Claerwen James
Still life (after Sarah Raphael) 2010
New York

Claerwen James

21 - 26 May 2010
/

Overview

There is a watchfulness about the figures as they stare out of the picture: a muted privacy that suggests intimacy but gives nothing away.

Flowers is pleased to announce the New York City debut of British artist Claerwen James with an exhibition of her new paintings that will run from May 21st through June 26th, 2010. A catalog with a foreword by New Yorker critic Anthony Lane will accompany the exhibition.

"It is in the nature of any good portrait to withhold as much as it yields, carefully measuring out such information as it contains, keeping plenty in reserve, and thus entering into a new deal, or pact, with every viewer." This statement by Anthony Lane describes precisely what Claerwen James has done in this new series of paintings, mostly of girls and young women. Her work stands at a deliberate distance to the moments it explores. There is a watchfulness about the figures as they stare out of the picture: a muted privacy that suggests intimacy but gives nothing away.

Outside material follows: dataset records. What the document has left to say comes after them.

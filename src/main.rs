use anyhow::Result;
use timeblock::cli::run_cli;
use tracing::error;

#[tokio::main]
async fn main() -> Result<()> {
    run_cli().await.inspect_err(|e| {
        error!("Error running cli {e:?}");
    })?;
    Ok(())
}
pub mod clock;
pub mod dir;
pub mod logging;
pub mod percentage;
pub mod time;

All of the works originated as photographs: some scavenged, some taken by the artist, who believes that the awkwardness of the photographic moment is crucial to the painful, elegiac quality of the paintings. Among the images used are those from Claerwen James' own childhood as well as photographs of Alice Liddell, "taken not in Wonderland but through the ordinary lens of Lewis Carroll's camera," writes Lane. "We like to think of a photograph as an instant frozen in time, in which case the task of this particular painter is to thaw it out. The paintings remain very still and unexcitable, but that does not make them uneventful; they defrost their central figures and reanimate not just the moment to which the photograph bore witness but the broader span of life which the photographer, whether by chance or design, happened to interrupt."

In 2006, Francis Spufford wrote that Claerwen James' subject matter is, in a sense, the photographic moment, when a point in time is snatched from the flow, "sealed into stillness and set in strange relationship to the continued life. . . which we do not see in photographs but which they always imply, giving the medium its mortal edge."

Claerwen James, born in 1970, originally trained as a molecular biologist at Oxford University and Cold Spring Harbor, NY. She graduated from the prestigious Slade School of Fine Art in 2003 and has gone on to have two highly successful solo exhibitions in London's West End. She has won various awards such as the Prince's Drawing School Graduate Bursary, the Arts Club Excellence in Drawing Award; and most notably the Slade School's own Melvill Nettleship Prize for Figure Composition: previous winners include Gwen John and Gwen Raverat. Her work is in the permanent collection of the Scheringa Museum of Realist Art in the Netherlands.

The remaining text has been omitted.